このウサギっぽい見た目をした女性は完全に活動を停止していた。砕けた骨格はともかく、脚の修復が始まらないということは自動修復機能である生体模倣が働いていないという意味になる。それはすなわち生物としての――
「まだ、死んで、ない」
諦めかけた俺たちだったが、アリアがそれを否定する。
作業台に近寄ると、桃髪の女性の胸へと手を当て呟いた。
「ここ、ほんの少し、だけど、動いてる」
「コアが生きてるってことか?」
「ん。だから、充電」
充電――外部から電力の供給をすればいい。
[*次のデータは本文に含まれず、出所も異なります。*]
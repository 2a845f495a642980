//! Error types for habit operations
//!
//! Every failure here is non-fatal: validation and lookup errors are
//! returned at the operation boundary, load errors are also recorded in the
//! store's state so readers can observe them.

use std::io;
use std::path::PathBuf;

use thiserror::Error;
use uuid::Uuid;

/// A habit name or frequency that violates the data model
#[derive(Error, Debug, Clone, PartialEq, Eq)]
pub enum ValidationError {
    /// Name is empty after trimming
    #[error("Habit name is required")]
    EmptyName,

    /// Name is shorter than the minimum length
    #[error("Habit name must be at least {min} characters (got {len})")]
    NameTooShort { len: usize, min: usize },

    /// Name is longer than the maximum length
    #[error("Habit name must be at most {max} characters (got {len})")]
    NameTooLong { len: usize, max: usize },

    /// Frequency string is neither daily nor weekly
    #[error("Unknown frequency '{0}'. Use 'daily' or 'weekly'.")]
    UnknownFrequency(String),
}

/// Errors raised by a habit source while fetching or saving
#[derive(Error, Debug)]
pub enum LoadError {
    /// Failed to read a habits file
    #[error("Failed to read '{path}': {source}")]
    Read {
        path: PathBuf,
        #[source]
        source: io::Error,
    },

    /// Failed to write a habits file
    #[error("Failed to write '{path}': {source}")]
    Write {
        path: PathBuf,
        #[source]
        source: io::Error,
    },

    /// Payload could not be decoded
    #[error("Invalid habit data from {origin}: {source}")]
    Parse {
        origin: String,
        #[source]
        source: serde_json::Error,
    },

    /// Request to a remote source failed
    #[error("Request failed: {0}")]
    Http(#[from] reqwest::Error),

    /// Remote source answered with a non-success status
    #[error("{url} returned HTTP {status}")]
    Status { url: String, status: u16 },

    /// Payload decoded but breaks a data model invariant
    #[error("Invalid habit data: {0}")]
    InvalidPayload(String),
}

impl LoadError {
    /// Whether retrying the same load could plausibly succeed
    pub fn is_retryable(&self) -> bool {
        match self {
            LoadError::Http(_) | LoadError::Read { .. } => true,
            LoadError::Status { status, .. } => *status >= 500 || *status == 429,
            _ => false,
        }
    }

    /// Get a recovery suggestion for this error
    pub fn recovery_suggestion(&self) -> Option<&'static str> {
        match self {
            LoadError::Read { .. } | LoadError::Write { .. } => {
                Some("Check that the data directory exists and you have read/write permissions.")
            }
            LoadError::Parse { .. } | LoadError::InvalidPayload(_) => {
                Some("The habit data is malformed. Fix or remove the file and try again.")
            }
            LoadError::Http(_) => Some("Check your network connection and the source_url setting."),
            LoadError::Status { .. } => Some("The habit server rejected the request. Try again later."),
        }
    }
}

/// Errors returned by store operations
#[derive(Error, Debug)]
pub enum HabitError {
    /// Input rejected before touching state
    #[error(transparent)]
    Validation(#[from] ValidationError),

    /// No habit with this id (stale reference)
    #[error("Habit not found: {id}")]
    NotFound { id: Uuid },

    /// The habit source failed
    #[error("Failed to load habits: {0}")]
    Load(#[from] LoadError),
}

/// Result type for store operations
pub type HabitResult<T> = Result<T, HabitError>;
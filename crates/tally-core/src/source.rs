//! Habit sources
//!
//! A source is the collaborator the store loads habits from. The store only
//! relies on the request/response contract of [`HabitSource`]; transport and
//! storage are up to the implementation.
//!
//! - [`JsonFileSource`]: a JSON array on the local filesystem, also writable
//! - [`HttpSource`]: a JSON array served over HTTP(S)

use std::future::Future;
use std::io;
use std::path::{Path, PathBuf};
use std::time::Duration;

use tokio::io::AsyncWriteExt;
use tracing::debug;

use crate::error::LoadError;
use crate::models::Habit;

/// Request timeout for remote sources in seconds
const FETCH_TIMEOUT: u64 = 10;

/// Something the store can fetch a full habit list from
pub trait HabitSource: Send + Sync {
    /// Fetch the authoritative habit list
    fn fetch(&self) -> impl Future<Output = Result<Vec<Habit>, LoadError>> + Send;

    /// Human-readable location, used in logs and status output
    fn describe(&self) -> String;
}

/// Habits stored as a JSON array in a local file
#[derive(Debug, Clone)]
pub struct JsonFileSource {
    path: PathBuf,
}

impl JsonFileSource {
    pub fn new(path: impl Into<PathBuf>) -> Self {
        Self { path: path.into() }
    }

    pub fn path(&self) -> &Path {
        &self.path
    }

    /// Write the habit list back to disk
    ///
    /// Writes to a temp file in the same directory, syncs it, then renames it
    /// over the target so the file is never left half-written.
    pub async fn save(&self, habits: &[Habit]) -> Result<(), LoadError> {
        let json = serde_json::to_vec_pretty(habits).map_err(|source| LoadError::Parse {
            origin: self.describe(),
            source,
        })?;

        if let Some(parent) = self.path.parent() {
            tokio::fs::create_dir_all(parent)
                .await
                .map_err(|source| self.write_error(source))?;
        }

        let temp_path = self.path.with_extension("json.tmp");
        let mut file = tokio::fs::File::create(&temp_path)
            .await
            .map_err(|source| self.write_error(source))?;
        file.write_all(&json)
            .await
            .map_err(|source| self.write_error(source))?;
        file.sync_all()
            .await
            .map_err(|source| self.write_error(source))?;
        drop(file);

        tokio::fs::rename(&temp_path, &self.path)
            .await
            .map_err(|source| self.write_error(source))?;

        debug!(path = %self.path.display(), count = habits.len(), "Saved habits");
        Ok(())
    }

    fn write_error(&self, source: io::Error) -> LoadError {
        LoadError::Write {
            path: self.path.clone(),
            source,
        }
    }
}

impl HabitSource for JsonFileSource {
    /// A missing file is an empty collection, not an error
    async fn fetch(&self) -> Result<Vec<Habit>, LoadError> {
        let bytes = match tokio::fs::read(&self.path).await {
            Ok(bytes) => bytes,
            Err(e) if e.kind() == io::ErrorKind::NotFound => {
                debug!(path = %self.path.display(), "No habits file yet");
                return Ok(Vec::new());
            }
            Err(source) => {
                return Err(LoadError::Read {
                    path: self.path.clone(),
                    source,
                })
            }
        };

        serde_json::from_slice(&bytes).map_err(|source| LoadError::Parse {
            origin: self.describe(),
            source,
        })
    }

    fn describe(&self) -> String {
        self.path.display().to_string()
    }
}

/// Habits served as a JSON array from a URL
#[derive(Debug, Clone)]
pub struct HttpSource {
    url: String,
    client: reqwest::Client,
}

impl HttpSource {
    pub fn new(url: impl Into<String>) -> Result<Self, LoadError> {
        let client = reqwest::Client::builder()
            .timeout(Duration::from_secs(FETCH_TIMEOUT))
            .user_agent(concat!("tally/", env!("CARGO_PKG_VERSION")))
            .build()?;

        Ok(Self {
            url: url.into(),
            client,
        })
    }

    pub fn url(&self) -> &str {
        &self.url
    }
}

impl HabitSource for HttpSource {
    async fn fetch(&self) -> Result<Vec<Habit>, LoadError> {
        let response = self.client.get(&self.url).send().await?;

        let status = response.status();
        if !status.is_success() {
            return Err(LoadError::Status {
                url: self.url.clone(),
                status: status.as_u16(),
            });
        }

        let body = response.bytes().await?;
        serde_json::from_slice(&body).map_err(|source| LoadError::Parse {
            origin: self.url.clone(),
            source,
        })
    }

    fn describe(&self) -> String {
        self.url.clone()
    }
}
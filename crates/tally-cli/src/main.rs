//! Tally CLI
//!
//! Command-line interface for Tally - habit tracking with streaks.

use std::path::PathBuf;

use anyhow::Result;
use chrono::{Local, NaiveDate};
use clap::{Parser, Subcommand};

use tally_core::{Config, Frequency};

mod commands;
mod logging;
mod output;
mod prompt;

use output::{Output, OutputFormat};

#[derive(Parser)]
#[command(name = "tally")]
#[command(about = "Tally - Track habits, streaks, and daily progress")]
#[command(version)]
#[command(propagate_version = true)]
struct Cli {
    /// Output as JSON
    #[arg(long, global = true)]
    json: bool,

    /// Quiet mode - minimal output
    #[arg(short, long, global = true)]
    quiet: bool,

    /// Log debug output
    #[arg(short, long, global = true)]
    verbose: bool,

    /// Use a specific config file
    #[arg(long, global = true, value_name = "PATH")]
    config: Option<PathBuf>,

    #[command(subcommand)]
    command: Commands,
}

#[derive(Subcommand)]
enum Commands {
    /// Add a new habit
    Add {
        /// Habit name (3-50 characters)
        name: String,
        /// How often the habit is meant to be done
        #[arg(short, long, default_value = "daily")]
        frequency: Frequency,
    },
    /// List habits with today's status and streaks
    #[command(alias = "ls")]
    List {
        /// Day to report on (YYYY-MM-DD, default today)
        #[arg(short, long)]
        date: Option<NaiveDate>,
    },
    /// Show habit details
    Show {
        /// Habit ID (full UUID or prefix)
        id: String,
        /// Day to report on (YYYY-MM-DD, default today)
        #[arg(short, long)]
        date: Option<NaiveDate>,
    },
    /// Mark a habit done, or undo it if already done
    #[command(alias = "done")]
    Toggle {
        /// Habit ID (full UUID or prefix)
        id: String,
        /// Day to toggle (YYYY-MM-DD, default today)
        #[arg(short, long)]
        date: Option<NaiveDate>,
    },
    /// Delete a habit
    #[command(alias = "rm")]
    Remove {
        /// Habit ID (full UUID or prefix)
        id: String,
        /// Skip the confirmation prompt
        #[arg(short, long)]
        yes: bool,
    },
    /// Show completion rate and streak stats
    Stats {
        /// Day to report on (YYYY-MM-DD, default today)
        #[arg(short, long)]
        date: Option<NaiveDate>,
    },
    /// Suggest habits to start with
    Suggest {
        /// Only show this category (e.g. Health, Learning)
        #[arg(short, long)]
        category: Option<String>,
    },
    /// Replace local habits with the remote list
    Refresh {
        /// Habit list URL (defaults to source_url)
        #[arg(long)]
        url: Option<String>,
    },
    /// Show storage location and counts
    Status,
    /// Show or set configuration
    Config {
        #[command(subcommand)]
        command: Option<ConfigCommands>,
    },
}

#[derive(Subcommand, Clone)]
enum ConfigCommands {
    /// Show current configuration
    Show,
    /// Set a configuration value
    Set {
        /// Configuration key (data_dir, source_url, goal_days, log_file)
        key: String,
        /// Configuration value
        value: String,
    },
}

#[tokio::main]
async fn main() -> Result<()> {
    let cli = Cli::parse();
    let output = Output::new(OutputFormat::from_flags(cli.json, cli.quiet));
    let config_path = cli.config.as_ref();

    // Config commands must work even when the config file is broken
    if let Commands::Config { command } = &cli.command {
        return handle_config_command(command.clone(), config_path, &output);
    }

    let config = Config::load_with_cli_override(config_path)?;
    logging::init(&config, cli.verbose);

    let today = Local::now().date_naive();

    match cli.command {
        Commands::Config { .. } => unreachable!(), // Handled above
        Commands::Suggest { category } => commands::suggest::list(category, &output),
        Commands::Refresh { url } => commands::refresh::refresh(&config, url, &output).await,
        Commands::Add { name, frequency } => {
            let store = commands::habit::open_store(&config).await?;
            commands::habit::add(&store, name, frequency, &config, today, &output).await
        }
        Commands::List { date } => {
            let store = commands::habit::open_store(&config).await?;
            commands::habit::list(&store, &config, date.unwrap_or(today), &output)
        }
        Commands::Show { id, date } => {
            let store = commands::habit::open_store(&config).await?;
            commands::habit::show(&store, id, &config, date.unwrap_or(today), &output)
        }
        Commands::Toggle { id, date } => {
            let store = commands::habit::open_store(&config).await?;
            commands::habit::toggle(&store, id, &config, date.unwrap_or(today), &output).await
        }
        Commands::Remove { id, yes } => {
            let store = commands::habit::open_store(&config).await?;
            commands::habit::remove(&store, id, yes, &output).await
        }
        Commands::Stats { date } => {
            let store = commands::habit::open_store(&config).await?;
            commands::stats::show(&store, date.unwrap_or(today), &output)
        }
        Commands::Status => {
            let store = commands::habit::open_store(&config).await?;
            commands::status::show(&store, &config, &output)
        }
    }
}

fn handle_config_command(
    command: Option<ConfigCommands>,
    config_path: Option<&PathBuf>,
    output: &Output,
) -> Result<()> {
    match command {
        Some(ConfigCommands::Show) | None => commands::config::show(config_path, output),
        Some(ConfigCommands::Set { key, value }) => {
            commands::config::set(key, value, config_path, output)
        }
    }
}
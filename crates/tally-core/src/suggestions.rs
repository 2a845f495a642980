//! Predefined habit suggestions
//!
//! Starting points offered to users who have not added anything yet.

use serde::Serialize;

/// A ready-made habit idea
#[derive(Debug, Clone, Copy, PartialEq, Eq, Serialize)]
pub struct Suggestion {
    pub name: &'static str,
    pub category: &'static str,
    pub icon: &'static str,
}

/// All suggestions, in display order
#[rustfmt::skip]
pub const SUGGESTIONS: &[Suggestion] = &[
    Suggestion { name: "Drink 8 glasses of water", category: "Health", icon: "💧" },
    Suggestion { name: "Read for 30 minutes", category: "Learning", icon: "📚" },
    Suggestion { name: "Exercise for 30 minutes", category: "Fitness", icon: "🏃" },
    Suggestion { name: "Meditate for 10 minutes", category: "Mindfulness", icon: "🧘" },
    Suggestion { name: "Write in journal", category: "Reflection", icon: "✍️" },
    Suggestion { name: "Take a walk", category: "Health", icon: "🚶" },
    Suggestion { name: "Practice gratitude", category: "Mindfulness", icon: "🙏" },
    Suggestion { name: "Learn something new", category: "Learning", icon: "🎓" },
];

/// Suggestions in a category (case-insensitive)
pub fn by_category(category: &str) -> Vec<Suggestion> {
    SUGGESTIONS
        .iter()
        .filter(|s| s.category.eq_ignore_ascii_case(category))
        .copied()
        .collect()
}
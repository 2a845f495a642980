//! Suggest command handler

use anyhow::Result;

use tally_core::suggestions::{self, SUGGESTIONS};

use crate::output::Output;

/// List predefined habit ideas, optionally for one category
pub fn list(category: Option<String>, output: &Output) -> Result<()> {
    let suggestions = match category {
        Some(ref c) => suggestions::by_category(c),
        None => SUGGESTIONS.to_vec(),
    };

    output.print_suggestions(&suggestions);
    Ok(())
}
そうアリアは言いたいらしい。
「たしかにコアが生きているなら多少なりとも可能性はあるか。充電に伴い外部デバイスからコアの修復回路をオーバークロックすれば破損箇所も元に戻るかもしれん」
つまり、本来なら治らないはずの骨格の修復も同時に行うってことか。
「だけど、そんな大規模な稼動をさせたらコアが壊れちゃわないですか?」
「その点については心配ないかと。限定的な高稼働なら負荷もそれほどかからないでしょうし」
俺の疑問には師匠に代わってシエルが答えてくれた。彼女が言うなら問題ないだろう、機巧人形の事についてシエルは世界で二番目に詳しいと言っても過言ではないからな。一番はもちろん、あのブリジット先生だが。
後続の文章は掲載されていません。